The history of C. solstitialis in non-native regions is remarkably well understood. Maddox [19] cites Hendry's work in the 1930s analyzing seeds present in the brick of Spanish and Mexican buildings from 1700s and 1800s. Hendry found no C. solstitialis seeds in mission buildings constructed prior to 1824, but did find seeds from those constructed after that date. Robbins et al. 1951 (cited in [19]) noted that C. solstitialis was a common contaminate of alfalfa seed. The earliest report of alfalfa cultivation in California was in Marysville, 1851 [20], and the first herbarium record of C. solstitialis was collected in 1869 from Oakland, California [17]. According to Gerlach [20], there are no records of alfalfa introduced to California from any other country aside from Chile until 1898. The species, however, is not native to Chile, and is believed to have been introduced to South America from Spain via the same vector [20]. It was probably introduced to central Argentina circa 1870 [21]. The geographic center of what is considered the species' native range is Turkey [14] and several subspecies of C. solstitialis have been described throughout the native range, four of which are found in Europe [22] and three of which are found in Turkey [14]. Uygur et al. [14] theorized that the C. solstitialis found in North America consists of a mixture of these subspecies, though to our knowledge no studies distinguish different subspecies in the non-native regions.

Though the ecology and management of C. solstitialis has been the subject of a wide range of articles, there have been only four published genetic studies of this important invader.
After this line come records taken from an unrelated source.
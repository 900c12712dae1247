//! Transport layer protocols implementation
//!
//! This module contains implementations for transport layer protocols:
//! - TCP: header codec and the virtual channel pool
//! - UDP: header codec and datagram construction

pub mod tcp;
pub mod udp;

// Re-export commonly used items
pub use tcp::{TcpChannels, TcpFlags, TcpHeader, TcpState, VirtualChannel};
pub use udp::UdpHeader;
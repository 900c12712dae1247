//! Ethernet II framing
//!
//! Only the 14-byte header is modelled: destination MAC, source MAC and
//! ethertype. The ethertype is the single field stored in network order.

use byteorder::{BigEndian, ByteOrder};

pub type MacAddr = [u8; 6];

pub const ETH_HEADER_LEN: usize = 14;
/// Largest frame we put on the wire, header included.
pub const ETH_MAX_PACKET_SIZE: usize = 1514;
pub const ETH_MAX_PAYLOAD: usize = ETH_MAX_PACKET_SIZE - ETH_HEADER_LEN;

pub const BROADCAST_MAC: MacAddr = [0xff; 6];
pub const ZERO_MAC: MacAddr = [0; 6];

#[derive(Debug, Clone, Copy, PartialEq, Eq)]
pub enum EtherType {
    Ipv4,
    Arp,
    Other(u16),
}

impl EtherType {
    pub const IPV4: u16 = 0x0800;
    pub const ARP: u16 = 0x0806;

    pub fn from_u16(value: u16) -> Self {
        match value {
            Self::IPV4 => EtherType::Ipv4,
            Self::ARP => EtherType::Arp,
            other => EtherType::Other(other),
        }
    }

    pub fn to_u16(self) -> u16 {
        match self {
            EtherType::Ipv4 => Self::IPV4,
            EtherType::Arp => Self::ARP,
            EtherType::Other(value) => value,
        }
    }
}

#[derive(Debug, Clone, Copy, PartialEq, Eq)]
pub struct EthHeader {
    pub dst_mac: MacAddr,
    pub src_mac: MacAddr,
    pub ethertype: EtherType,
}

impl EthHeader {
    pub fn new(dst_mac: MacAddr, ethertype: EtherType) -> Self {
        EthHeader {
            dst_mac,
            src_mac: ZERO_MAC,
            ethertype,
        }
    }

    /// Parse the header at the start of a frame
    ///
    /// Returns None if the frame is shorter than the header
    pub fn from_bytes(data: &[u8]) -> Option<Self> {
        if data.len() < ETH_HEADER_LEN {
            return None;
        }

        let mut dst_mac = ZERO_MAC;
        let mut src_mac = ZERO_MAC;
        dst_mac.copy_from_slice(&data[0..6]);
        src_mac.copy_from_slice(&data[6..12]);

        Some(EthHeader {
            dst_mac,
            src_mac,
            ethertype: EtherType::from_u16(BigEndian::read_u16(&data[12..14])),
        })
    }

    pub fn to_bytes(&self) -> [u8; ETH_HEADER_LEN] {
        let mut bytes = [0u8; ETH_HEADER_LEN];
        bytes[0..6].copy_from_slice(&self.dst_mac);
        bytes[6..12].copy_from_slice(&self.src_mac);
        BigEndian::write_u16(&mut bytes[12..14], self.ethertype.to_u16());
        bytes
    }
}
Sun and Ritland [23] used allozyme markers to conclude that the species is a pollinator-dependent obligate outcrosser in North America. Sun [24] found high levels of genetic diversity and a general lack of inter-population divergence in allozymes (GST  = 0.095) among populations from the western United States. Sun concluded it was likely that there were multiple introductions of C. solstitialis to the United States from a common seed source. Eriksen et al. [25] assessed phenotypic and neutral genetic variation among native and non-native accessions grown in a common garden experiment. They found greater phenotypic variation partitioned among regions than neutral genetic variation, suggesting local adaptation. More recently, Dlugosch et al. [26] used single nucleotide polymorphism (SNP) data contained in cDNA sequences obtained from next-generation sequencing to trace the invasion routes of C. solstitialis. They were largely able to confirm Gerlach's [20] work on invasion pathways, but also found significantly more heterozygosity in non-native populations than in native populations. When they looked for population substructure among populations from the native and non-native range, they found no structure distinguishing their native and non-native samples, suggesting there have been multiple introductions from the native range to multiple parts of the invaded range [26].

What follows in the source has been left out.